- [Work to complete]: Repeat exactly, and only, the lines below starting at the line that contains "filename crates/cli/src/commands/run.rs" and ending at the line that contains "#[derive(Debug, Clone, Copy, PartialEq, Eq)]", inclusive of both.

---- Record excerpts

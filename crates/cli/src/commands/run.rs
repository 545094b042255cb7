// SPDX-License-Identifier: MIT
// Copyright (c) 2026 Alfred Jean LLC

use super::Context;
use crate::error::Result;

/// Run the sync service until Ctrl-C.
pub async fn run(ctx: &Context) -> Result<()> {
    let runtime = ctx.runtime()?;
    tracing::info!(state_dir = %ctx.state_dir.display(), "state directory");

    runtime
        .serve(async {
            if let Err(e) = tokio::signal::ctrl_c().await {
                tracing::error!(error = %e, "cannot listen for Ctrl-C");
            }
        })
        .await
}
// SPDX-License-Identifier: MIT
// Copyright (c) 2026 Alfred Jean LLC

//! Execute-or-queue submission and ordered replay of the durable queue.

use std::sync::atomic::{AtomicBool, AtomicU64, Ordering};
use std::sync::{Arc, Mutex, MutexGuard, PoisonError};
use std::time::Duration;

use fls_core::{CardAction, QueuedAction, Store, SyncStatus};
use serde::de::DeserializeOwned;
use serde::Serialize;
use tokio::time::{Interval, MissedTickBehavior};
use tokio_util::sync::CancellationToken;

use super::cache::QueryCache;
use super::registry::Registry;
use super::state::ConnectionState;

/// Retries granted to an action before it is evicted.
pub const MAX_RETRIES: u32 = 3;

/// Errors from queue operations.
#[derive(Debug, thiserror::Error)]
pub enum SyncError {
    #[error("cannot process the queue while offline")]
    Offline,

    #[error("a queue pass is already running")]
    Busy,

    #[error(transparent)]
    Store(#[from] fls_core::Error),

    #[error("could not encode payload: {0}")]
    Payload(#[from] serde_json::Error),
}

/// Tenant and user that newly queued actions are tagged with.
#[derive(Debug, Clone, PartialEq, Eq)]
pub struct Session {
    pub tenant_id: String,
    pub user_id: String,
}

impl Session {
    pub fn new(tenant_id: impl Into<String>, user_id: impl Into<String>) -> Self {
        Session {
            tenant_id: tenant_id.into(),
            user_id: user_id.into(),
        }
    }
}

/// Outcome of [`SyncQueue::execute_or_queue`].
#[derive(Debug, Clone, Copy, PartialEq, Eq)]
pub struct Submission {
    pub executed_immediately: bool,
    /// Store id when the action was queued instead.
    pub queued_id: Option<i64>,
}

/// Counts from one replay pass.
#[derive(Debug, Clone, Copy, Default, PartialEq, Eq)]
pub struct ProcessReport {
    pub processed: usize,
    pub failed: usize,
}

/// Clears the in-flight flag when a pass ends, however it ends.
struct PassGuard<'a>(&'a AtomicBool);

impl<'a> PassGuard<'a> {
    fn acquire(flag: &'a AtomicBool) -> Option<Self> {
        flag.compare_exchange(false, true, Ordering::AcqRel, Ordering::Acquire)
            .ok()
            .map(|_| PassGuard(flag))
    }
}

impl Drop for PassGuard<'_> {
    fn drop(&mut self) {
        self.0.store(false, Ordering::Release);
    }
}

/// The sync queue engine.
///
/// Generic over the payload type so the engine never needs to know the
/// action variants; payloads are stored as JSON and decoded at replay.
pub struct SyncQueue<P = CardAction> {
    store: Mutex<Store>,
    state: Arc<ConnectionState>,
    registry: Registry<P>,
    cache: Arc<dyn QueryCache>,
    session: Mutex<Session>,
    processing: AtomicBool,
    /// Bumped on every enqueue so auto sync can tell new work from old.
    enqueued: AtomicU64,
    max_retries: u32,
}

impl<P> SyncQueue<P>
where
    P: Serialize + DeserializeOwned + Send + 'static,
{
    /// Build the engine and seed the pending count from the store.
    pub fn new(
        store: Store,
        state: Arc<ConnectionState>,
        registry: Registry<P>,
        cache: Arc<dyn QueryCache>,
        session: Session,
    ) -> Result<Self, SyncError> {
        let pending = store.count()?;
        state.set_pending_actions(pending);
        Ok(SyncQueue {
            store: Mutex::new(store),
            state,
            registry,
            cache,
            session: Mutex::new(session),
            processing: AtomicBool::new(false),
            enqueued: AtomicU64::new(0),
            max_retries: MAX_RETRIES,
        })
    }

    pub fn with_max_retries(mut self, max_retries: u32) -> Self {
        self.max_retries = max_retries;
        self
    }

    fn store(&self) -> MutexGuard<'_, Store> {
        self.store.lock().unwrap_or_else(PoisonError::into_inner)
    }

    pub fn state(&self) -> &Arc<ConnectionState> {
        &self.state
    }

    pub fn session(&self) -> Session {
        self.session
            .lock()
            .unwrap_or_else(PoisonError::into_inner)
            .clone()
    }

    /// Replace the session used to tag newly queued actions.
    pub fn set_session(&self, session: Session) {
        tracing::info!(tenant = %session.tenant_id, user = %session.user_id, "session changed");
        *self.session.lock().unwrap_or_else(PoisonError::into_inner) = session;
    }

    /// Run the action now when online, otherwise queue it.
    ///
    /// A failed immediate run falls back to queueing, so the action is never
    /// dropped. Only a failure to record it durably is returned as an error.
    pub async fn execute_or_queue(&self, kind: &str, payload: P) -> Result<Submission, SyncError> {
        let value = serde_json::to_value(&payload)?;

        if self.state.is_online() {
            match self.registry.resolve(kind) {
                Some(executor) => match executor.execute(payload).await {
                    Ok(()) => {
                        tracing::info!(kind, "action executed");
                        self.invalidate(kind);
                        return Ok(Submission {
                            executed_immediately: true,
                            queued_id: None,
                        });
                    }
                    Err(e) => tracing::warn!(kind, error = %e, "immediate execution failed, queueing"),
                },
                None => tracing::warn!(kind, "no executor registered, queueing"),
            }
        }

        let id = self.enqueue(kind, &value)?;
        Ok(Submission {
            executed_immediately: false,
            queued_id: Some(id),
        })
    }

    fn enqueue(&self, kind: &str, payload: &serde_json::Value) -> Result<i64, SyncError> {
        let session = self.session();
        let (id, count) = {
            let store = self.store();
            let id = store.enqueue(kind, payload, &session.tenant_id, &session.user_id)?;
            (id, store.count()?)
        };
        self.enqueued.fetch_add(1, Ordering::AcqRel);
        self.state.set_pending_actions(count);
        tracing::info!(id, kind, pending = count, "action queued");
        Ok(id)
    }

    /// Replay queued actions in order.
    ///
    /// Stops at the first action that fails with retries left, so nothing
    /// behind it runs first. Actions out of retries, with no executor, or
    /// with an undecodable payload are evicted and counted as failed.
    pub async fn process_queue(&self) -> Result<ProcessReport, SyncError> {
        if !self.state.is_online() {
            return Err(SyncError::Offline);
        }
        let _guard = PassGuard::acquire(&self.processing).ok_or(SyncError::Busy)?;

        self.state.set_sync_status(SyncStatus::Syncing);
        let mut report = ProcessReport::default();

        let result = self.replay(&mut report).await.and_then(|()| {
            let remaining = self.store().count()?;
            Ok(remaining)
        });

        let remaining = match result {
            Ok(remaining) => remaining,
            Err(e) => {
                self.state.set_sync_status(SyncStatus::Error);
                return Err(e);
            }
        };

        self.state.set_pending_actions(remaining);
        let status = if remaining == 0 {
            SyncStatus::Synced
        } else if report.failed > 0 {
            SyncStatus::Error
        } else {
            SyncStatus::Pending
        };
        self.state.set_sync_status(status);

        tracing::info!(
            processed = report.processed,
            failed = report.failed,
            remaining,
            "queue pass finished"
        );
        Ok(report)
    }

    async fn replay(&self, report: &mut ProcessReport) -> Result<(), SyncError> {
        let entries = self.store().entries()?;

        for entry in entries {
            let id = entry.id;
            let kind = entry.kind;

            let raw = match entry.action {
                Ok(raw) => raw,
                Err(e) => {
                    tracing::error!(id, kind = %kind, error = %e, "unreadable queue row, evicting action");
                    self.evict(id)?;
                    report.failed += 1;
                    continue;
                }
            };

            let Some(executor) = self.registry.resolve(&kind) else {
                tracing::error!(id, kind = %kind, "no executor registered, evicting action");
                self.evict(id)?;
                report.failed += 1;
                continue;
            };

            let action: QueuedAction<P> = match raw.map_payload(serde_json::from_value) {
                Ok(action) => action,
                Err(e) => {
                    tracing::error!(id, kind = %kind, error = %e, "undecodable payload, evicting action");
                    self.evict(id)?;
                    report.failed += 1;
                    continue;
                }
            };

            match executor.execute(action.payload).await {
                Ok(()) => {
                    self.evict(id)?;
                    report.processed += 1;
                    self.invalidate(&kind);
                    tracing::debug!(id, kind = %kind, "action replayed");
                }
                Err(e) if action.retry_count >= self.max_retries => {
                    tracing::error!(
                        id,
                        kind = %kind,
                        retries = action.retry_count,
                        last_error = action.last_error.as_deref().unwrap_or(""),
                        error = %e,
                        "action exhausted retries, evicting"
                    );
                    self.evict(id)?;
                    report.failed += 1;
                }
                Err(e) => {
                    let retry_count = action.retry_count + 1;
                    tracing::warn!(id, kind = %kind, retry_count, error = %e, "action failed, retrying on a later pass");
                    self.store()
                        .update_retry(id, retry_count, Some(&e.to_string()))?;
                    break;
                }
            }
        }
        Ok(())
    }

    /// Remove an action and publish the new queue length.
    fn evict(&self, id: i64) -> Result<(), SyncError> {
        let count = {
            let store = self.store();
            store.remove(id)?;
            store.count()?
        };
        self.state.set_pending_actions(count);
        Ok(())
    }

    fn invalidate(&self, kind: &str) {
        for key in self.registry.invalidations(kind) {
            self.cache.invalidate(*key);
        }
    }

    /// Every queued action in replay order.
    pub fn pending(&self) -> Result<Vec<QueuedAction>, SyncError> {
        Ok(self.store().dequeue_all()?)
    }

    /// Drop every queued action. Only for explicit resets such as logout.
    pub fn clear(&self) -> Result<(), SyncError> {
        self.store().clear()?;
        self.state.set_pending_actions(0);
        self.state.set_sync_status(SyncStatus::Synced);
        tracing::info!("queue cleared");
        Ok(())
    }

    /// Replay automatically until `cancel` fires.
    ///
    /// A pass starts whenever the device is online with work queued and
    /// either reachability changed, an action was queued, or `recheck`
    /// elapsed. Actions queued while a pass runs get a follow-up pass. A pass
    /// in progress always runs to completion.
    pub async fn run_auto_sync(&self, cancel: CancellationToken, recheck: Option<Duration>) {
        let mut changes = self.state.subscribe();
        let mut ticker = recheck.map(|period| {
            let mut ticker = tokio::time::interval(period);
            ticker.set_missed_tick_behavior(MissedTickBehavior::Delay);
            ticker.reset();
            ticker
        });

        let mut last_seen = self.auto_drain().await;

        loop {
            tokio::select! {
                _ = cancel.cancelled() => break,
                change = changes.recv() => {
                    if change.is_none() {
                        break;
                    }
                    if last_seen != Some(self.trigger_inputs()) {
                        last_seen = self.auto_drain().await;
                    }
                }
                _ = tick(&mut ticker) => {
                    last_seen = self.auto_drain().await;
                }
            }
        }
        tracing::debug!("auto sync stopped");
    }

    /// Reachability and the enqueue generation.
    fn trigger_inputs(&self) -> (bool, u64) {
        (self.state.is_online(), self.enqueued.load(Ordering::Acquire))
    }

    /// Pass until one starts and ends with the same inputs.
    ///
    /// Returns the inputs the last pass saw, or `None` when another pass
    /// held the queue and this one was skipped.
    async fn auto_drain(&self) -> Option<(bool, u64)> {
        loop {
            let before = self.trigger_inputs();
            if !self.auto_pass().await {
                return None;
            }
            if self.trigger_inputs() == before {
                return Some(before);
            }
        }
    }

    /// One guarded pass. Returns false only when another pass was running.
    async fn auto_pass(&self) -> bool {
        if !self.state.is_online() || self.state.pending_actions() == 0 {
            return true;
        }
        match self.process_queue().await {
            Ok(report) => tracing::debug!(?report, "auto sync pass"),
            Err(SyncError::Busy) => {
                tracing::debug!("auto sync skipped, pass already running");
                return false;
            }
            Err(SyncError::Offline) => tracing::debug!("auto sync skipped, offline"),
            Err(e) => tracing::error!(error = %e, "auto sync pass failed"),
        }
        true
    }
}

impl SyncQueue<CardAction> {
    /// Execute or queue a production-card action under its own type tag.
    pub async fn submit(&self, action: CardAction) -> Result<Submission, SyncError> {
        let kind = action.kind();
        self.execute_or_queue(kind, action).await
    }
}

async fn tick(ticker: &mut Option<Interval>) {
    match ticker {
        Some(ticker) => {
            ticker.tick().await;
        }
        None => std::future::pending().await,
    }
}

--------
---- Record excerpts

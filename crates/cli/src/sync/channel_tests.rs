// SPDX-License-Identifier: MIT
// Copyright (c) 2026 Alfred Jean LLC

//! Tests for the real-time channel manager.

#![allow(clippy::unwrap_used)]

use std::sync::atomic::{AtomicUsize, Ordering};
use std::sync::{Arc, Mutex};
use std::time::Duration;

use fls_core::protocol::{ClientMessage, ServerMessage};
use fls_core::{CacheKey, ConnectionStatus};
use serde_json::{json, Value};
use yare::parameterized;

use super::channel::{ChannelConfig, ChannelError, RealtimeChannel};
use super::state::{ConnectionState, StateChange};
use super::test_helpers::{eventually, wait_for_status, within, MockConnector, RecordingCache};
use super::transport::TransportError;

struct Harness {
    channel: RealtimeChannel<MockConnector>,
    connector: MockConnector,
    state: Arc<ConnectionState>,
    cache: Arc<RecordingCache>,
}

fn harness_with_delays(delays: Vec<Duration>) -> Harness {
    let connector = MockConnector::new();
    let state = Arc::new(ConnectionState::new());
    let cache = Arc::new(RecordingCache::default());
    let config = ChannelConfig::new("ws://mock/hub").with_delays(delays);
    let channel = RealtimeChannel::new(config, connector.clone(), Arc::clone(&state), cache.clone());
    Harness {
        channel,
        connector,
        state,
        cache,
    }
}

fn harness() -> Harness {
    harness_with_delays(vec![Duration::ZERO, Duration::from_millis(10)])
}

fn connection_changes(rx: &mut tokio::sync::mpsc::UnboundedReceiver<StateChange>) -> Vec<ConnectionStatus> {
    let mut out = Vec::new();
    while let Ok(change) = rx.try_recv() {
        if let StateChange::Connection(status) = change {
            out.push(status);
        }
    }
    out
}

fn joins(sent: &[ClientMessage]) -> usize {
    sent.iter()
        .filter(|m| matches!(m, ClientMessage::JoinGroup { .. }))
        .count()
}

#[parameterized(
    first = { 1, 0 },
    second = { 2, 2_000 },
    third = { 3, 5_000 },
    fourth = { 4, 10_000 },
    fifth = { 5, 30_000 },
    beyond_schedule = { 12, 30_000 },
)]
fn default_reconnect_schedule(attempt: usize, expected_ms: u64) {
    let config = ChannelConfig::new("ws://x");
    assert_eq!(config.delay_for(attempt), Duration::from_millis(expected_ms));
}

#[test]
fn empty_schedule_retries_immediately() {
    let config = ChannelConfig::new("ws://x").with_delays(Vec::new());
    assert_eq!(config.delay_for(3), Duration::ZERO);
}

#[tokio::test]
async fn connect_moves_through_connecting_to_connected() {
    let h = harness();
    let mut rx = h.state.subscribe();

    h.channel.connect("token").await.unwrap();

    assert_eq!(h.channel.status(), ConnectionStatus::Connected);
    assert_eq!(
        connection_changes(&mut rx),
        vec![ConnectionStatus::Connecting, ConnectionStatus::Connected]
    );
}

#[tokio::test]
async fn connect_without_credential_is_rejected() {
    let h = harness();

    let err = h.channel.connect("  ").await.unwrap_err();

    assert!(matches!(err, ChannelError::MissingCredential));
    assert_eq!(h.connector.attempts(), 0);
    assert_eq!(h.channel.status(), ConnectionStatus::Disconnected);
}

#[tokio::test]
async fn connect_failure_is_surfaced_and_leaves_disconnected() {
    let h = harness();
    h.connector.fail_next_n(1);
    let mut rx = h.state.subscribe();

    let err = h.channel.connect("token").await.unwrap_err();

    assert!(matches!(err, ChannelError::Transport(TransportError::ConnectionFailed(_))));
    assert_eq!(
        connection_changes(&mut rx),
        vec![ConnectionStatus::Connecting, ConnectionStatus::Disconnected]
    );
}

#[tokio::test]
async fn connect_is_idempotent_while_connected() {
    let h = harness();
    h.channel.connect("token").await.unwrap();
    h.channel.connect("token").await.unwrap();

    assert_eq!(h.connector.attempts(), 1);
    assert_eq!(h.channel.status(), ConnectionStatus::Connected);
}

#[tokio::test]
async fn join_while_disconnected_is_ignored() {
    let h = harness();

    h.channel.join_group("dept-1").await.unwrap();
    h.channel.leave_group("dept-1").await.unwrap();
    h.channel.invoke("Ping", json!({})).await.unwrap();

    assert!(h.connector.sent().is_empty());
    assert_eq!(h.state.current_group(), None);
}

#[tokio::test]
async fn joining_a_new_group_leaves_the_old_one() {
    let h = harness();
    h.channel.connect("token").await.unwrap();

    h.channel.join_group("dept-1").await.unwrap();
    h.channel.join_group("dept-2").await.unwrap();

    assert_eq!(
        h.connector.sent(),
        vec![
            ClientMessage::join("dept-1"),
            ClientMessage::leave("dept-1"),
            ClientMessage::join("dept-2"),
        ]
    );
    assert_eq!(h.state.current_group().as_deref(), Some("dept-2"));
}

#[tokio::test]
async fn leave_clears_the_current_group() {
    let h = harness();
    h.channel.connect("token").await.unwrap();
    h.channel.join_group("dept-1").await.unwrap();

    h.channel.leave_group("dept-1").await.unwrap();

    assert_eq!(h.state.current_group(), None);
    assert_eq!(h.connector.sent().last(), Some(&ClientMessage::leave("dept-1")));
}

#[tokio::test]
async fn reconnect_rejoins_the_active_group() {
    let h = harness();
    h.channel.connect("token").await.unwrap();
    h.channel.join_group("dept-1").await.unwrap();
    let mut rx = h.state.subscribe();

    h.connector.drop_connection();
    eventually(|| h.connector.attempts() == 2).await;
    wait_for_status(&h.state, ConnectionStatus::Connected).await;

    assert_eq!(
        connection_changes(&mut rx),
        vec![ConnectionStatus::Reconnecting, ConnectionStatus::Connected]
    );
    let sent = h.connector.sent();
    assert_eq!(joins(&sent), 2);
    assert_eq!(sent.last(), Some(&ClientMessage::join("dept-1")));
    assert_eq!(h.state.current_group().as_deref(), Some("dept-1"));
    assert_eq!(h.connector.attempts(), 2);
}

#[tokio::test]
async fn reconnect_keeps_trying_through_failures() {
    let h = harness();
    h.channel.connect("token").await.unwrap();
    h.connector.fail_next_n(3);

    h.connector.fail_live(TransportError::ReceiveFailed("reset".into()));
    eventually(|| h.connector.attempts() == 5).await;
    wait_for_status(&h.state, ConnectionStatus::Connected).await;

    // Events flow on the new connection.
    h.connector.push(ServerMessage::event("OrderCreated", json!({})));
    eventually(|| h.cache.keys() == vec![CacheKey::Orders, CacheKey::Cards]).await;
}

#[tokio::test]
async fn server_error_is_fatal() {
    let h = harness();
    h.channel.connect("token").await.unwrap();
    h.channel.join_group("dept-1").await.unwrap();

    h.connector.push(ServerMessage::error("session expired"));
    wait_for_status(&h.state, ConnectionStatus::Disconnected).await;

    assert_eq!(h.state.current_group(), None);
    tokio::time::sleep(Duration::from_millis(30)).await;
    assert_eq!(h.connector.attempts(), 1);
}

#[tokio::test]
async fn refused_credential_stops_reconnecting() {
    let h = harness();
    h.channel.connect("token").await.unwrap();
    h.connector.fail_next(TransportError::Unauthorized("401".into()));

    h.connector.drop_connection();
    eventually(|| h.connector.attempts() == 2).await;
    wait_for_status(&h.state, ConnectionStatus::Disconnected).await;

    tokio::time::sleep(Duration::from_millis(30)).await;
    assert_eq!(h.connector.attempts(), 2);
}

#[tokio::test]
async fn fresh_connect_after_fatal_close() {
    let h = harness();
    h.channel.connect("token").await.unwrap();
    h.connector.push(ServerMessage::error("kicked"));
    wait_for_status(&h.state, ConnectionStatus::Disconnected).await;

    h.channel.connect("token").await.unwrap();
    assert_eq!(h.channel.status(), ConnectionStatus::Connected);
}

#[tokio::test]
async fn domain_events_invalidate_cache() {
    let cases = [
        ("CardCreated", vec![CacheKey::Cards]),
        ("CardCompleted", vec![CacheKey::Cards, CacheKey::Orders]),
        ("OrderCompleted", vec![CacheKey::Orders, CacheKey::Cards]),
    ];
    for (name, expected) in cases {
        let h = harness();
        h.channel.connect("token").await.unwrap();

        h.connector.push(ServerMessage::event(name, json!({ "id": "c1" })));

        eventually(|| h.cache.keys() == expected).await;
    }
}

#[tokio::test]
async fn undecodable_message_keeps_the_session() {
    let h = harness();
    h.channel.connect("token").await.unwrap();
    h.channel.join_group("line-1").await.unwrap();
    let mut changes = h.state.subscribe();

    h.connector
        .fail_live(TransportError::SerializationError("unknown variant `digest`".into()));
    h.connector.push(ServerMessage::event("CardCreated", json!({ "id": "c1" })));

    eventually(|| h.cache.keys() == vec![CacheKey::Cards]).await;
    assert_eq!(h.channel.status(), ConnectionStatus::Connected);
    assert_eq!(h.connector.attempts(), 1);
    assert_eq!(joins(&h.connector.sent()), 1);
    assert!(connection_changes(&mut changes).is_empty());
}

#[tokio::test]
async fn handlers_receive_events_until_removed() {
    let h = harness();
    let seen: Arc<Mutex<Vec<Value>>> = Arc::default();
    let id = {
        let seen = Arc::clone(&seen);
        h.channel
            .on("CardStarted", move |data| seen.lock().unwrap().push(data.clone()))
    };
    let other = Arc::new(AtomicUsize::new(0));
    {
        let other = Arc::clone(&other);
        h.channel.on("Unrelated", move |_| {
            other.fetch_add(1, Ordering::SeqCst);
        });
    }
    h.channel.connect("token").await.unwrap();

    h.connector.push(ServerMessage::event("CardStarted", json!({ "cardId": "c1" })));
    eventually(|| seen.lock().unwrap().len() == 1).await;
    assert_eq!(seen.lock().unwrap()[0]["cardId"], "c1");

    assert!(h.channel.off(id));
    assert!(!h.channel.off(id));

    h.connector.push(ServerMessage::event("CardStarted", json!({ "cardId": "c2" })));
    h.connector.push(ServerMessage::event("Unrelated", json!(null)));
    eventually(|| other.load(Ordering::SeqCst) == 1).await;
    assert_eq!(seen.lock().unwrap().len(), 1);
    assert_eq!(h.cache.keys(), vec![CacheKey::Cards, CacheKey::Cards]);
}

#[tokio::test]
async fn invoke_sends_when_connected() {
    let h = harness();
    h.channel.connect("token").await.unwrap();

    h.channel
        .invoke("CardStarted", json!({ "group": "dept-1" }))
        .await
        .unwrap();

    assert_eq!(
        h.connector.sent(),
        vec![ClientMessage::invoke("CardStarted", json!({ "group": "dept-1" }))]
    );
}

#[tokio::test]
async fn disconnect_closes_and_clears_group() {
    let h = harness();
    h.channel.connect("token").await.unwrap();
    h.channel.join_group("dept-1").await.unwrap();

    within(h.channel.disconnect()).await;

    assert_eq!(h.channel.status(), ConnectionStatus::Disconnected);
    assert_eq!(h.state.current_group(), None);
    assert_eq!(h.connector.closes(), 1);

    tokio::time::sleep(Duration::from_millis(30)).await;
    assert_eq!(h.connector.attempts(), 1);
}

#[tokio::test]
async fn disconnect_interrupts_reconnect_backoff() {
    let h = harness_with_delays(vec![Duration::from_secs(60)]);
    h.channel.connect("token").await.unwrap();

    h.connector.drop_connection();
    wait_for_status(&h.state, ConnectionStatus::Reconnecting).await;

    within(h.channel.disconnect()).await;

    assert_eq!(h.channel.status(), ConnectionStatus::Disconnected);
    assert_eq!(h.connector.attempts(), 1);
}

--------

- [Exercise answer]:
filename crates/cli/src/commands/run.rs
repository 545094b042255cb7
// SPDX-License-Identifier: MIT
// Copyright (c) 2026 Alfred Jean LLC

use super::Context;
use crate::error::Result;

/// Run the sync service until Ctrl-C.
pub async fn run(ctx: &Context) -> Result<()> {
    let runtime = ctx.runtime()?;
    tracing::info!(state_dir = %ctx.state_dir.display(), "state directory");

    runtime
        .serve(async {
            if let Err(e) = tokio::signal::ctrl_c().await {
                tracing::error!(error = %e, "cannot listen for Ctrl-C");
            }
        })
        .await
}
// SPDX-License-Identifier: MIT
// Copyright (c) 2026 Alfred Jean LLC

//! Execute-or-queue submission and ordered replay of the durable queue.

use std::sync::atomic::{AtomicBool, AtomicU64, Ordering};
use std::sync::{Arc, Mutex, MutexGuard, PoisonError};
use std::time::Duration;

use fls_core::{CardAction, QueuedAction, Store, SyncStatus};
use serde::de::DeserializeOwned;
use serde::Serialize;
use tokio::time::{Interval, MissedTickBehavior};
use tokio_util::sync::CancellationToken;

use super::cache::QueryCache;
use super::registry::Registry;
use super::state::ConnectionState;

/// Retries granted to an action before it is evicted.
pub const MAX_RETRIES: u32 = 3;

/// Errors from queue operations.
#[derive(Debug, thiserror::Error)]
pub enum SyncError {
    #[error("cannot process the queue while offline")]
    Offline,

    #[error("a queue pass is already running")]
    Busy,

    #[error(transparent)]
    Store(#[from] fls_core::Error),

    #[error("could not encode payload: {0}")]
    Payload(#[from] serde_json::Error),
}

/// Tenant and user that newly queued actions are tagged with.
#[derive(Debug, Clone, PartialEq, Eq)]
pub struct Session {
    pub tenant_id: String,
    pub user_id: String,
}

impl Session {
    pub fn new(tenant_id: impl Into<String>, user_id: impl Into<String>) -> Self {
        Session {
            tenant_id: tenant_id.into(),
            user_id: user_id.into(),
        }
    }
}

/// Outcome of [`SyncQueue::execute_or_queue`].
#[derive(Debug, Clone, Copy, PartialEq, Eq)]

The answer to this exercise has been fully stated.